» **About this task**:
The required result is a line count: how many lines in this data hold the word "while". Give only that.

» **Collected data entries**:
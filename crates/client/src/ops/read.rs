//! Entry reads with failover across the write set.
//!
//! A [`ReadEntryRequest`] asks the bookies of an entry's write set, in write
//! set order, until one returns a frame that passes digest verification. A
//! [`PendingReadOp`] gathers the requests of a range and fails the whole
//! range on the first entry that cannot be read.

use std::sync::Arc;

use bytes::Bytes;
use quorumlog_cluster::{BookieId, ClientStats, LedgerId, NodeOutcome};
use tokio::{sync::mpsc, task::JoinSet};

use super::{send_read, Progress, ReadFailures};
use crate::{
    client::ClientShared,
    digest::DigestManager,
    entry::LedgerEntry,
    error::{LedgerError, LedgerResult},
};

/// Read of a single entry.
#[derive(Debug)]
pub(crate) struct ReadEntryRequest {
    ledger_id: LedgerId,
    entry_id: i64,
    candidates: Vec<BookieId>,
    missing_quorum: usize,
    failures: ReadFailures,
    complete: bool,
}

impl ReadEntryRequest {
    /// `missing_quorum` "no such entry" answers make the entry count as absent.
    pub(crate) fn new(ledger_id: LedgerId, entry_id: i64, candidates: Vec<BookieId>, missing_quorum: usize) -> Self {
        Self { ledger_id, entry_id, candidates, missing_quorum, failures: ReadFailures::default(), complete: false }
    }

    pub(crate) fn entry_id(&self) -> i64 {
        self.entry_id
    }

    pub(crate) fn candidates(&self) -> &[BookieId] {
        &self.candidates
    }

    pub(crate) fn on_outcome(
        &mut self,
        digest: &DigestManager,
        stats: &ClientStats,
        bookie: &BookieId,
        outcome: NodeOutcome<Bytes>,
    ) -> Progress<LedgerEntry> {
        if self.complete {
            return Progress::Waiting;
        }
        match outcome {
            NodeOutcome::Success(frame) => match digest.verify_entry(self.entry_id, &frame) {
                Ok(verified) => {
                    self.complete = true;
                    return Progress::Complete(Ok(LedgerEntry::from_verified(self.ledger_id, verified)));
                },
                Err(err) => {
                    tracing::warn!(
                        ledger_id = %self.ledger_id,
                        entry_id = self.entry_id,
                        bookie = %bookie,
                        error = %err,
                        "read response failed verification"
                    );
                    stats.record_digest_mismatch();
                    self.failures.record_digest_failure();
                },
            },
            failed => {
                tracing::debug!(
                    ledger_id = %self.ledger_id,
                    entry_id = self.entry_id,
                    bookie = %bookie,
                    outcome = ?failed,
                    "read from bookie failed"
                );
                self.failures.record(&failed);
            },
        }
        if self.failures.total() >= self.candidates.len() {
            self.complete = true;
            return Progress::Complete(Err(self.failures.into_error(
                self.ledger_id,
                self.entry_id,
                self.missing_quorum,
            )));
        }
        Progress::Waiting
    }
}

/// Read of a contiguous range of entries.
#[derive(Debug)]
pub(crate) struct PendingReadOp {
    entries: Vec<Option<LedgerEntry>>,
    remaining: usize,
    complete: bool,
}

impl PendingReadOp {
    pub(crate) fn new(count: usize) -> Self {
        Self { entries: vec![None; count], remaining: count, complete: count == 0 }
    }

    /// Records the result for the entry at `index` within the range.
    pub(crate) fn on_entry(&mut self, index: usize, result: LedgerResult<LedgerEntry>) -> Progress<Vec<LedgerEntry>> {
        if self.complete {
            return Progress::Waiting;
        }
        match result {
            Ok(entry) => {
                if let Some(slot) = self.entries.get_mut(index) {
                    if slot.replace(entry).is_none() {
                        self.remaining -= 1;
                    }
                }
                if self.remaining > 0 {
                    return Progress::Waiting;
                }
                self.complete = true;
                Progress::Complete(Ok(self.entries.drain(..).flatten().collect()))
            },
            Err(err) => {
                self.complete = true;
                Progress::Complete(Err(err))
            },
        }
    }
}

/// Reads one entry, asking candidates one after another or all at once.
pub(crate) async fn read_entry(
    shared: Arc<ClientShared>,
    digest: Arc<DigestManager>,
    mut request: ReadEntryRequest,
) -> LedgerResult<LedgerEntry> {
    let ledger_id = digest.ledger_id();
    let stats = Arc::clone(&shared.context.stats);

    if shared.config.parallel_reads() {
        let (tx, mut rx) = mpsc::unbounded_channel();
        for bookie in request.candidates().to_vec() {
            let tx = tx.clone();
            let shared = Arc::clone(&shared);
            let entry_id = request.entry_id();
            tokio::spawn(async move {
                let outcome = send_read(&shared, &bookie, ledger_id, entry_id).await;
                let _ = tx.send((bookie, outcome));
            });
        }
        drop(tx);
        while let Some((bookie, outcome)) = rx.recv().await {
            if let Progress::Complete(result) = request.on_outcome(&digest, &stats, &bookie, outcome) {
                return result;
            }
        }
    } else {
        for bookie in request.candidates().to_vec() {
            let outcome = send_read(&shared, &bookie, ledger_id, request.entry_id()).await;
            if let Progress::Complete(result) = request.on_outcome(&digest, &stats, &bookie, outcome) {
                return result;
            }
        }
    }
    Err(LedgerError::read(ledger_id, format!("no bookie to read entry {} from", request.entry_id())))
}

/// Reads every request concurrently, failing on the first entry that fails.
pub(crate) async fn read_range(
    shared: &Arc<ClientShared>,
    digest: &Arc<DigestManager>,
    requests: Vec<ReadEntryRequest>,
) -> LedgerResult<Vec<LedgerEntry>> {
    let mut op = PendingReadOp::new(requests.len());
    if requests.is_empty() {
        return Ok(Vec::new());
    }

    let mut tasks = JoinSet::new();
    for (index, request) in requests.into_iter().enumerate() {
        let shared = Arc::clone(shared);
        let digest = Arc::clone(digest);
        tasks.spawn(async move { (index, read_entry(shared, digest, request).await) });
    }

    while let Some(joined) = tasks.join_next().await {
        let (index, result) = joined.map_err(|err| {
            LedgerError::unexpected_condition(format!("read task failed: {err}"))
        })?;
        if let Progress::Complete(result) = op.on_entry(index, result) {
            return result;
        }
    }
    Err(LedgerError::unexpected_condition("range read ended without a result"))
}

#[cfg(test)]
#[allow(clippy::unwrap_used, clippy::panic)]
mod tests {
    use quorumlog_cluster::{BookieError, DigestType};

    use super::*;

    fn digest() -> DigestManager {
        DigestManager::new(LedgerId::from(1), DigestType::Crc32, b"pw")
    }

    fn request(candidates: usize) -> ReadEntryRequest {
        let bookies = (0..candidates).map(|i| BookieId::new(format!("b{i}"))).collect();
        ReadEntryRequest::new(LedgerId::from(1), 3, bookies, 1)
    }

    #[test]
    fn first_verified_response_completes() {
        let digest = digest();
        let stats = ClientStats::new();
        let mut req = request(2);
        let frame = digest.compute_digest_and_package(3, 2, 10, b"data");

        let progress = req.on_outcome(&digest, &stats, &BookieId::from("b0"), NodeOutcome::Success(frame.clone()));
        let Progress::Complete(Ok(entry)) = progress else { panic!("expected completion") };
        assert_eq!(entry.payload().as_ref(), b"data");
        assert_eq!(entry.ledger_length(), 10);

        // Late responses are dropped.
        assert!(matches!(
            req.on_outcome(&digest, &stats, &BookieId::from("b1"), NodeOutcome::Success(frame)),
            Progress::Waiting
        ));
    }

    #[test]
    fn digest_failure_falls_over_then_reports_mismatch() {
        let digest = digest();
        let stats = ClientStats::new();
        let mut req = request(2);
        let wrong_entry = digest.compute_digest_and_package(4, 2, 10, b"data");

        assert!(matches!(
            req.on_outcome(&digest, &stats, &BookieId::from("b0"), NodeOutcome::Success(wrong_entry)),
            Progress::Waiting
        ));
        let progress = req.on_outcome(&digest, &stats, &BookieId::from("b1"), NodeOutcome::Timeout);
        assert!(matches!(progress, Progress::Complete(Err(LedgerError::DigestMismatch { entry_id: 3, .. }))));
        assert_eq!(stats.snapshot().digest_mismatches, 1);
    }

    #[test]
    fn every_candidate_unreachable() {
        let digest = digest();
        let stats = ClientStats::new();
        let mut req = request(2);
        req.on_outcome(
            &digest,
            &stats,
            &BookieId::from("b0"),
            NodeOutcome::Failure(BookieError::unavailable(BookieId::from("b0"))),
        );
        let progress = req.on_outcome(&digest, &stats, &BookieId::from("b1"), NodeOutcome::Timeout);
        assert!(matches!(progress, Progress::Complete(Err(LedgerError::BookieUnavailable { .. }))));
    }

    #[test]
    fn range_fails_on_first_error_and_orders_results() {
        let digest = digest();
        let entry = |id: i64| {
            let frame = digest.compute_digest_and_package(id, id - 1, 1, b"x");
            LedgerEntry::from_verified(LedgerId::from(1), digest.verify(&frame).unwrap())
        };

        let mut op = PendingReadOp::new(2);
        assert!(matches!(op.on_entry(1, Ok(entry(6))), Progress::Waiting));
        let Progress::Complete(Ok(entries)) = op.on_entry(0, Ok(entry(5))) else { panic!("expected completion") };
        assert_eq!(entries.iter().map(LedgerEntry::entry_id).collect::<Vec<_>>(), vec![5, 6]);

        let mut op = PendingReadOp::new(2);
        let err = LedgerError::read(LedgerId::from(1), "gone");
        assert!(matches!(op.on_entry(0, Err(err)), Progress::Complete(Err(LedgerError::Read { .. }))));
        assert!(matches!(op.on_entry(1, Ok(entry(6))), Progress::Waiting));
    }
}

» **Response**:
2